Substância ativa: Lanreotide

Grupo farmacológico

Somatostatin, um análogo sintético [Hormônios do hypothalamus, glândula pituitária, gonadotropins e os seus antagonistas]

A classificação (ICD-10) de Nosological

C26 neoplasma Maligno de outros órgãos digestivos e inexatamente indicados

Cancro de intestino, cancro Gastrintestinal, tratado de soldado de Carcinoid, Adenocarcinoma do intestino, Cancro de outras partes do grande intestino, Argentaffinoma, Carcinoid, Enterochromaffinoma, Cancro dos dois pontos, cancro de Dois pontos

E22.0 Acromegaly e hipófise gigantism

Hipófise gigantism, Acromegaly, Disfunção de substância segreda de hormônio do crescimento

Composição

Gel de administração hipodérmica de ação prolongada 60 mgs 1 seringa

Conteúdo (mg / seringa):

Acetato de Lanreotide 79.8 mgs

(Quanto a lanreotide - 65.4 mgs) *

Excipients: água de injeção - 186.2 mgs

Peso total - 266 mgs

Peso administrado por injeção - 244 mgs

Dose injetada de lanreotide *** - 60 mgs

Gel de administração hipodérmica de ação prolongada 90 mgs 1 seringa

Conteúdo (mg / seringa):

Acetato de Lanreotide 116.4 mgs

(Quanto a lanreotide - 95.4 mgs) *

Excipients: água de injeção - 271.6 mgs

Peso total 388 mgs

Missa administrada por injeção ** - 366 mgs

Dose administrada de lanreotide *** - 90 mgs

Gel de administração hipodérmica de ação prolongada 120 mgs 1 seringa

Conteúdo (mg / seringa):

Acetato de Lanreotide 155.5 mgs

(Quanto a lanreotide - 127.5 mgs) *

Excipients: água de injeção - 363 mgs

Peso total 518.5 mgs

Missa administrada por injeção ** - 488 mgs

Dose administrada de lanreotide *** - 120 mgs

* O conteúdo médio da base lantheotide no acetato lanreotide é 82%, a concentração da base lanreotide na solução supersaturada é 24.6% (w / w)

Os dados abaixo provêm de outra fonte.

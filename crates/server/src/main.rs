//! HTTP API for article extraction.
//!
//! `POST /api/parse` with `{"url": ...}` or `{"html": ...}` returns
//! `{"date", "title", "content"}`; `GET /health` answers `{"status": "ok"}`.

use anyhow::Context;
use tracing_subscriber::layer::SubscriberExt;
use tracing_subscriber::util::SubscriberInitExt;

mod app;
mod config;
mod error;
mod routes;

use app::{AppState, build_app};
use config::ServerConfig;

#[tokio::main]
async fn main() -> anyhow::Result<()> {
    tracing_subscriber::registry()
        .with(
            tracing_subscriber::EnvFilter::try_from_default_env()
                .unwrap_or_else(|_| "info,lede_core=debug,tower_http=debug".into()),
        )
        .with(tracing_subscriber::fmt::layer())
        .init();

    let ServerConfig { addr, settings } = ServerConfig::from_env().context("Failed to load configuration")?;
    tracing::info!(timeout = settings.fetch.timeout, "configuration loaded");

    let app = build_app(AppState::new(settings));

    let listener = tokio::net::TcpListener::bind(addr)
        .await
        .context("Failed to bind to address")?;
    tracing::info!(%addr, "listening");

    axum::serve(listener, app)
        .with_graceful_shutdown(shutdown_signal())
        .await
        .context("Server error")?;

    Ok(())
}

async fn shutdown_signal() {
    if let Err(e) = tokio::signal::ctrl_c().await {
        tracing::error!(error = %e, "failed to listen for shutdown signal");
    }
    tracing::info!("shutting down");
}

** a perda de peso na seringa é 22 mgs de dosagens de 60 mgs e 90 mgs e 30.5 mgs de 120 mgs

*** o montante entregue pela injeção de lanreotide

Em uma seringa disponível de 266 mgs (para 60 mgs), para 388 mgs (para 90 mgs) e 518.5 mgs (para 120 mgs); Em um pacote (concluem com uma agulha silanized); Em um pacote de cartão 1 seringa.

efeito de pharmachologic

A ação farmacológica é parecida a somatostatin.

Dosar e administração

PC.

Acromegaly

A dose inicial recomendada é 60-120 mgs cada 28 dias.

Em pacientes que receberam somatulin® lyophilizate para preparar uma interrupção para IV administração de uma ação prolongada em uma dose de 30 mgs cada 14 dias, a dose inicial de Somatulina® Autogel®, gel da administração sequente de longa duração, deve ser 60 mgs cada 28 dias. Em pacientes que receberam somatulin® em uma dose de 30 mgs cada 10 dias, a dose inicial de Somatulina® Autogel® é 90 mgs cada 28 dias. Em pacientes que receberam somatulin® em uma dose de 30 mgs cada 7 dias, a dose inicial de Somatulina® Autogel® é 120 mgs cada 28 dias.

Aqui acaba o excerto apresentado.